Exercise directions> For this exercise, please reproduce the records below word for word, from the first line through the line with "Graph node. Serialized".

Data to process>

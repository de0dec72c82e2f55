use std::sync::Arc;

use serde::{Deserialize, Serialize};
use serde_json::{json, Map, Value};

use crate::constants::{CLASS_FIELD, KEY_FIELD, TYPE_FIELD};
use crate::errors::{CoreResult, GraphCoreError};
use crate::hashing::hash_value;

/// Graph node. Serialized flat: reserved fields `_key`, `_type`, `_class`
/// followed by the open property map.
///
/// The raw source record travels with the entity into the store but is
/// never serialized and does not take part in the content hash.
#[derive(Debug, Clone, Serialize, Deserialize)]
pub struct Entity {
    #[serde(rename = "_key")]
    pub key: String,
    #[serde(rename = "_type")]
    pub entity_type: String,
    #[serde(rename = "_class")]
    pub class: Vec<String>,
    #[serde(flatten)]
    pub properties: Map<String, Value>,
    #[serde(skip)]
    raw_data: Option<Arc<Value>>,
}

impl PartialEq for Entity {
    fn eq(&self, other: &Self) -> bool {
        self.key == other.key
        && self.entity_type == other.entity_type
        && self.class == other.class
        && self.properties == other.properties
    }
}

impl Entity {
    pub fn new(key: impl Into<String>, entity_type: impl Into<String>, class: &[&str]) -> Self {
        Self { key: key.into(),
               entity_type: entity_type.into(),
               class: class.iter().map(|c| c.to_string()).collect(),
               properties: Map::new(),
               raw_data: None }
    }

    pub fn with_property(mut self, name: &str, value: impl Into<Value>) -> Self {
        self.properties.insert(name.to_string(), value.into());
        self
    }

    /// Sets the property only when a value is present.
    pub fn with_optional<V: Into<Value>>(self, name: &str, value: Option<V>) -> Self {
        match value {
            Some(v) => self.with_property(name, v),
            None => self,
        }
    }

    /// Attaches the record the entity was converted from.
    pub fn with_raw_data(mut self, raw: Value) -> Self {
        self.raw_data = Some(Arc::new(raw));
        self
    }

    pub fn raw_data(&self) -> Option<&Arc<Value>> {
        self.raw_data.as_ref()
    }

    /// Looks up a property, including the reserved `_key`, `_type` and
    /// `_class` fields (the latter as an array).
    pub fn property(&self, name: &str) -> Option<Value> {
        match name {
            KEY_FIELD => Some(Value::String(self.key.clone())),
            TYPE_FIELD => Some(Value::String(self.entity_type.clone())),
            CLASS_FIELD => Some(json!(self.class)),
            other => self.properties.get(other).cloned(),
        }
    }

    pub fn has_class(&self, class: &str) -> bool {
        self.class.iter().any(|c| c == class)
    }

    /// Content hash over key, type, class and properties.
    pub fn content_hash(&self) -> String {
        hash_value(&json!({
            "_key": self.key,
            "_type": self.entity_type,
            "_class": self.class,
            "properties": self.properties,
        }))
    }

    /// Checks the reserved fields and that every property is a scalar or an
    /// array of scalars.
    pub fn validate(&self) -> CoreResult<()> {
        if self.key.trim().is_empty() {
            return Err(GraphCoreError::malformed(&self.entity_type, "entity key is empty"));
        }
        if self.entity_type.trim().is_empty() {
            return Err(GraphCoreError::malformed(&self.key, "entity type is empty"));
        }
        validate_properties(&self.key, &self.properties)
    }
}

pub(crate) fn validate_properties(key: &str, properties: &Map<String, Value>) -> CoreResult<()> {
    for (name, value) in properties {
        let ok = match value {
            Value::Object(_) => false,
            Value::Array(items) => items.iter().all(|v| !matches!(v, Value::Array(_) | Value::Object(_))),
            _ => true,
        };
        if !ok || [KEY_FIELD, TYPE_FIELD, CLASS_FIELD].contains(&name.as_str()) {
            return Err(GraphCoreError::InvalidProperty { key: key.to_string(),
                                                         property: name.clone() });
        }
    }
    Ok(())
}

Answer space>
repository de0dec72c82e2f55
use std::sync::Arc;

use serde::{Deserialize, Serialize};
use serde_json::{json, Map, Value};

use crate::constants::{CLASS_FIELD, KEY_FIELD, TYPE_FIELD};
use crate::errors::{CoreResult, GraphCoreError};
use crate::hashing::hash_value;

/// Graph node. Serialized flat: reserved fields `_key`, `_type`, `_class`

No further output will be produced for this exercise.